David Gibson on the Pope in Africa: Is One Man’s Faith Another’s Superstition?

Posted by Kendall Harmon

At a Mass on Saturday in Luanda, Angola, Pope Benedict tried to warn his listeners of the dangers of belief in witchcraft. Though he never used that word, his implication was clear when he suggested that African Catholics should offer Christ to their fellow citizens because "so many of them are living in fear of spirits, of malign and threatening powers." He worried aloud about many Africans: "In their bewilderment they end up even condemning street children and the elderly as alleged sorcerers. Who can go to them to proclaim that Christ has triumphed over death and all those occult powers?"

Who indeed? The statement reflects a real and tragic problem in many parts of Africa, even among people who identify as Christians. Many still consult shamans and use talismans or potions for everything from fertility problems to exorcisms, while others take things a horrifying step further: Children, especially those with a physical deformity or afflicted with a disease like AIDS, are often brutalized or killed in the belief that they are possessed by evil spirits. The elderly, especially women, are also common targets. Earlier this month, Amnesty International reported that more than 1,000 people were rounded up in Gambia in a government-sponsored witch-hunt, and in Tanzania alone, at least 45 albinos have been murdered since 2007 because popular superstition holds that they are witches.

No wonder church leaders who praise the explosion of faith across Africa as the future of Christianity -- the Christian population has gone to 360 million today from eight million in 1900 -- also take pains to try to purge superstition and witchcraft from the continent. And they regularly fail, or offend.

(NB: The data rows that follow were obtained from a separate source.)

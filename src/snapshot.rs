//! Saving a PNG of the current build.

use bevy::prelude::*;
use bevy::render::view::window::screenshot::{Screenshot, save_to_disk};
use pizzaforge_recipe::epoch_millis;

pub struct SnapshotPlugin;

impl Plugin for SnapshotPlugin {
    fn build(&self, app: &mut App) {
        app.add_observer(on_take_snapshot);
    }
}

#[derive(Event)]
pub struct TakeSnapshot;

/// Captures the primary window, UI included, into `pizza-<millis>.png` in
/// the working directory.
fn on_take_snapshot(_: On<TakeSnapshot>, mut commands: Commands) {
    let path = format!("pizza-{}.png", epoch_millis());
    info!("saving snapshot to {path}");
    commands
        .spawn(Screenshot::primary_window())
        .observe(save_to_disk(path));
}
fn spawn_overlay(
    commands: &mut Commands,
    collection: RecipeCollection,
    entries: &[FeedEntry],
    bookmarks: &[u64],
    session_uid: &str,
) {
    commands
        .spawn((
            Name::new("Collection Overlay"),
            CollectionOverlay,
            PointerBlocking,
            Node {
                position_type: PositionType::Absolute,
                left: px(0),
                right: px(0),
                top: px(0),
                bottom: px(0),
                justify_content: JustifyContent::Center,
                align_items: AlignItems::Center,
                ..default()
            },
            BackgroundColor(OVERLAY_BG),
            GlobalZIndex(200),
        ))
        .with_children(|overlay| {
            overlay
                .spawn((
                    Node {
                        width: px(520),
                        max_height: percent(80),
                        flex_direction: FlexDirection::Column,
                        padding: UiRect::all(px(SPACING_MD)),
                        row_gap: px(SPACING_MD),
                        ..default()
                    },
                    BackgroundColor(PANEL_BG),
                ))
                .with_children(|dialog| {
                    dialog
                        .spawn(Node {
                            flex_direction: FlexDirection::Row,
                            justify_content: JustifyContent::SpaceBetween,
                            align_items: AlignItems::Center,
                            ..default()
                        })
                        .with_children(|header| {
                            header.spawn((
                                Text::new(format!("{} ({})", collection.label(), entries.len())),
                                TextFont {
                                    font_size: FONT_TITLE,
                                    ..default()
                                },
                                TextColor(TEXT_PRIMARY),
                            ));
                            header.spawn((
                                CloseOverlayButton,
                                Button,
                                Hovered::default(),
                                Node {
                                    padding: UiRect::axes(px(SPACING_MD), px(SPACING_SM)),
                                    ..default()
                                },
                                BackgroundColor(BUTTON_BG),
                                children![(
                                    Text::new("Close"),
                                    TextFont {
                                        font_size: FONT_SM,
                                        ..default()
                                    },
                                    TextColor(TEXT_PRIMARY),
                                )],
                            ));
                        });

                    dialog
                        .spawn((
                            Node {
                                flex_direction: FlexDirection::Column,
                                row_gap: px(SPACING_SM),
                                overflow: Overflow::scroll_y(),
                                ..default()
                            },
                            ScrollPosition::default(),
                        ))
                        .with_children(|list| {
                            if entries.is_empty() {
                                list.spawn((
                                    Text::new("Nothing here yet"),
                                    TextFont {
                                        font_size: FONT_MD,
                                        ..default()
                                    },
                                    TextColor(TEXT_SECONDARY),
                                ));
                            }
                            for entry in entries {
                                spawn_entry_row(
                                    list,
                                    entry,
                                    bookmarks.contains(&entry.id),
                                    entry.recipe.uid == session_uid,
                                );
                            }
                        });
                });
        });
}

fn spawn_entry_row(
    list: &mut ChildSpawnerCommands,
    entry: &FeedEntry,
    bookmarked: bool,
    own: bool,
) {
    let recipe = &entry.recipe;
    let headline = format!(
        "{} {} cm, {} toppings",
        recipe.base_type.label(),
        recipe.base_size.centimeters(),
        recipe.toppings.len()
    );
    let byline = format!("{}  |  {}", recipe.author, recipe.created_at);
    list.spawn((
        Node {
            flex_direction: FlexDirection::Column,
            padding: UiRect::all(px(SPACING_SM)),
            row_gap: px(SPACING_SM),
            ..default()
        },
        BackgroundColor(ROW_BG),
    ))
    .with_children(|row| {
        row.spawn((
            Text::new(headline),
            TextFont {
                font_size: FONT_MD,
                ..default()
            },
            TextColor(TEXT_PRIMARY),
        ));
        row.spawn((
            Text::new(byline),
            TextFont {
                font_size: FONT_SM,
                ..default()
            },
            TextColor(TEXT_SECONDARY),
        ));
        row.spawn(Node {
            flex_direction: FlexDirection::Row,
            column_gap: px(SPACING_SM),
            ..default()
        })
        .with_children(|actions| {
            actions.spawn(entry_button(EntryAction::Load, entry.id, "Load", BUTTON_BG));
            let bookmark_label = if bookmarked { "Unbookmark" } else { "Bookmark" };
            actions.spawn(entry_button(
                EntryAction::ToggleBookmark,
                entry.id,
                bookmark_label,
                BUTTON_BG,
            ));
            actions.spawn(entry_button(
                EntryAction::Republish,
                entry.id,
                "Republish",
                BUTTON_BG,
            ));
            if own {
                actions.spawn(entry_button(EntryAction::Delete, entry.id, "Delete", ACCENT_BG));
            }
        });
    });
}

fn entry_button(action: EntryAction, id: u64, label: &str, background: Color) -> impl Bundle {
    (
        action,
        EntryId(id),
        Button,
        Hovered::default(),
        Node {
            padding: UiRect::axes(px(SPACING_MD), px(SPACING_SM)),
            ..default()
        },
        BackgroundColor(background),
        children![(
            Text::new(label),
            TextFont {
                font_size: FONT_SM,
                ..default()
            },
            TextColor(TEXT_PRIMARY),
        )],
    )
}

fn handle_entry_actions(
    mut commands: Commands,
    store: Res<Store>,
    session: Res<Session>,
    mut view: ResMut<CollectionViewState>,
    buttons: Query<(&Interaction, &EntryAction, &EntryId), Changed<Interaction>>,
) {
    for (interaction, action, id) in &buttons {
        if *interaction != Interaction::Pressed {
            continue;
        }
        match action {
            EntryAction::Load => {
                let Some(entry) = find_feed_entry(&store, id.0) else {
                    warn!("feed entry {} has gone missing", id.0);
                    continue;
                };
                commands.trigger(ApplyRecipe(entry.recipe));
                view.active = None;
                view.needs_rebuild = true;
            }
            EntryAction::ToggleBookmark => {
                match store.toggle_bookmark(&session.uid, id.0) {
                    Ok(true) => info!("bookmarked entry {}", id.0),
                    Ok(false) => info!("removed bookmark for entry {}", id.0),
                    Err(err) => error!("failed to toggle bookmark: {err}"),
                }
                view.needs_rebuild = true;
            }
            EntryAction::Republish => {
                let Some(entry) = find_feed_entry(&store, id.0) else {
                    warn!("feed entry {} has gone missing", id.0);
                    continue;
                };
                let fresh = FeedEntry {
                    id: epoch_millis(),
                    recipe: Recipe {
                        created_at: utc_timestamp(),
                        ..entry.recipe
                    },
                };
                match store.prepend_feed(fresh) {
                    Ok(()) => info!("republished entry {}", id.0),
                    Err(err) => error!("failed to republish entry: {err}"),
                }
                view.needs_rebuild = true;
            }
            EntryAction::Delete => {
                // Only the author may remove a feed entry.
                let Some(entry) = find_feed_entry(&store, id.0) else {
                    continue;
                };
                if entry.recipe.uid != session.uid {
                    continue;
                }
                match store.delete_feed_entry(id.0) {
                    Ok(true) => info!("deleted feed entry {}", id.0),
                    Ok(false) => {}
                    Err(err) => error!("failed to delete feed entry: {err}"),
                }
                view.needs_rebuild = true;
            }
        }
    }
}

fn handle_overlay_close(
    keyboard: Res<ButtonInput<KeyCode>>,
    mut view: ResMut<CollectionViewState>,
    buttons: Query<&Interaction, (Changed<Interaction>, With<CloseOverlayButton>)>,
) {
    let close_clicked = buttons
        .iter()
        .any(|interaction| *interaction == Interaction::Pressed);
    if view.active.is_some() && (close_clicked || keyboard.just_pressed(KeyCode::Escape)) {
        view.active = None;
        view.needs_rebuild = true;
    }
}

// ---------------------------------------------------------------------------
// Wheel scrolling for the overlay list
// ---------------------------------------------------------------------------

const SCROLL_LINE_HEIGHT: f32 = 21.0;

#[derive(EntityEvent, Debug)]
#[entity_event(propagate, auto_propagate)]
struct Scroll {
    entity: Entity,
    delta: Vec2,
}

fn send_scroll_events(
    mut mouse_wheel: MessageReader<MouseWheel>,
    hover_map: Res<HoverMap>,
    mut commands: Commands,
) {
    for event in mouse_wheel.read() {
        let mut delta = -Vec2::new(event.x, event.y);
        if event.unit == MouseScrollUnit::Line {
            delta *= SCROLL_LINE_HEIGHT;
        }
        for pointer_map in hover_map.values() {
            for entity in pointer_map.keys().copied() {
                commands.trigger(Scroll { entity, delta });
            }
        }
    }
}

fn on_scroll(
    mut scroll: On<Scroll>,
    mut query: Query<(&mut ScrollPosition, &Node, &ComputedNode)>,
) {
    let Ok((mut scroll_position, node, computed)) = query.get_mut(scroll.entity) else {
        return;
    };
    let max_offset = (computed.content_size() - computed.size()) * computed.inverse_scale_factor();

    if node.overflow.y == OverflowAxis::Scroll && scroll.delta.y != 0.0 {
        let at_limit = if scroll.delta.y > 0.0 {
            scroll_position.y >= max_offset.y
        } else {
            scroll_position.y <= 0.0
        };
        if !at_limit {
            scroll_position.y += scroll.delta.y;
            scroll.delta.y = 0.0;
        }
    }

    if scroll.delta == Vec2::ZERO {
        scroll.propagate(false);
    }
}

#[cfg(test)]
mod tests {
    use super::*;
    use pizzaforge_recipe::{BaseSize, BaseType};
    use tempfile::TempDir;

    fn entry(id: u64, uid: &str) -> FeedEntry {
        FeedEntry {
            id,
            recipe: Recipe {
                author: uid.to_owned(),
                uid: uid.to_owned(),
                base_type: BaseType::Medium,
                base_size: BaseSize::Cm33,
                cheese_amount: 250,
                toppings: Vec::new(),
                created_at: "2026-08-23T12:00:00Z".to_owned(),
            },
        }
    }

    fn session(uid: &str) -> Session {
        Session {
            uid: uid.to_owned(),
            display_name: uid.to_owned(),
        }
    }

    fn ids(entries: &[FeedEntry]) -> Vec<u64> {
        entries.iter().map(|entry| entry.id).collect()
    }

    #[test]
    fn feed_lists_everything_newest_first() {
        let dir = TempDir::new().unwrap();
        let store = RecipeStore::with_base_dir(dir.path());
        store.prepend_feed(entry(1, "ada")).unwrap();
        store.prepend_feed(entry(2, "bob")).unwrap();
        store.prepend_feed(entry(3, "ada")).unwrap();

        let feed = load_collection(&store, &session("ada"), RecipeCollection::Feed);
        assert_eq!(ids(&feed), vec![3, 2, 1]);
    }

    #[test]
    fn mine_filters_the_feed_by_uid() {
        let dir = TempDir::new().unwrap();
        let store = RecipeStore::with_base_dir(dir.path());
        store.prepend_feed(entry(1, "ada")).unwrap();
        store.prepend_feed(entry(2, "bob")).unwrap();
        store.prepend_feed(entry(3, "ada")).unwrap();

        let mine = load_collection(&store, &session("ada"), RecipeCollection::Mine);
        assert_eq!(ids(&mine), vec![3, 1]);
        let theirs = load_collection(&store, &session("bob"), RecipeCollection::Mine);
        assert_eq!(ids(&theirs), vec![2]);
    }

    #[test]
    fn bookmarked_keeps_feed_order() {
        let dir = TempDir::new().unwrap();
        let store = RecipeStore::with_base_dir(dir.path());
        store.prepend_feed(entry(1, "ada")).unwrap();
        store.prepend_feed(entry(2, "bob")).unwrap();
        store.prepend_feed(entry(3, "ada")).unwrap();
        // Bookmark oldest first; the view still follows feed order.
        store.toggle_bookmark("ada", 1).unwrap();
        store.toggle_bookmark("ada", 3).unwrap();

        let bookmarked = load_collection(&store, &session("ada"), RecipeCollection::Bookmarked);
        assert_eq!(ids(&bookmarked), vec![3, 1]);
    }

    #[test]
    fn bookmarks_are_per_session_user() {
        let dir = TempDir::new().unwrap();
        let store = RecipeStore::with_base_dir(dir.path());
        store.prepend_feed(entry(1, "ada")).unwrap();
        store.toggle_bookmark("ada", 1).unwrap();

        let theirs = load_collection(&store, &session("bob"), RecipeCollection::Bookmarked);
        assert!(theirs.is_empty());
    }
}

Read it carefully and read it all.

Filed under: * Culture-WatchReligion & Culture* International News & CommentaryAfrica* Religion News & CommentaryOther ChurchesRoman CatholicOther Faiths

Posted March 27, 2009 at 12:12 pm [Printer Friendly] [Print w/ comments]

1. teatime wrote:

Interesting. But why single out the Africans when other populations also incorporate pagan practices into Catholicism? Voodoo, santeria, curanderisma, and other expressions continue. It’s a widespread problem. There are also cults of Mary that center around supposed Marian apparitions and some of these form the basis for RC Marian doctrine (i.e., the Immaculate Conception, for one).

Some Christian belief does include the “paranormal.” I believe evil spirits do exist and I believe in angels. I believe fervently in the holy mysteries surrounding the Eucharist. The difference between this and pagan rituals is that we believe GOD is doing and providing—the pagans believe they can control nature, the spirits, other people, etc. and that’s a HUGE difference.

March 27, 5:38 pm | [comment link]
2. libraryjim wrote:

He probably used Africa as an example because he was IN Africa, speaking to Africans in Angola at the time?

March 27, 8:52 pm | [comment link]
3. teatime wrote:

Uh, yeah, I’m not exactly stupid, you know. My point was that the popes have NOT effectively taken on this widespread problem and the article brings up issues that extend beyond Africa.

March 27, 10:54 pm | [comment link]
4. Chris Molter wrote:

You’re conflating two separate issues: 
1. the influence and assimilation of pagan practices into Catholicism (umm.. Christmas tree anyone??)
2. approved vs unapproved Marian apparitions

March 28, 10:42 am | [comment link]
5. John Bowers wrote:

In Uganda there is a huge problem with child sacrifice—not because they believe the children have evil spirits but because they believe killing unblemished children can get the spirits to help them (usually to get money). About 3 weeks ago a child was kidnapped (but fortunately recovered in time) in the village neighboring mine (well the one I just left) and the police suspect that this sort of witchcraft was the culprit.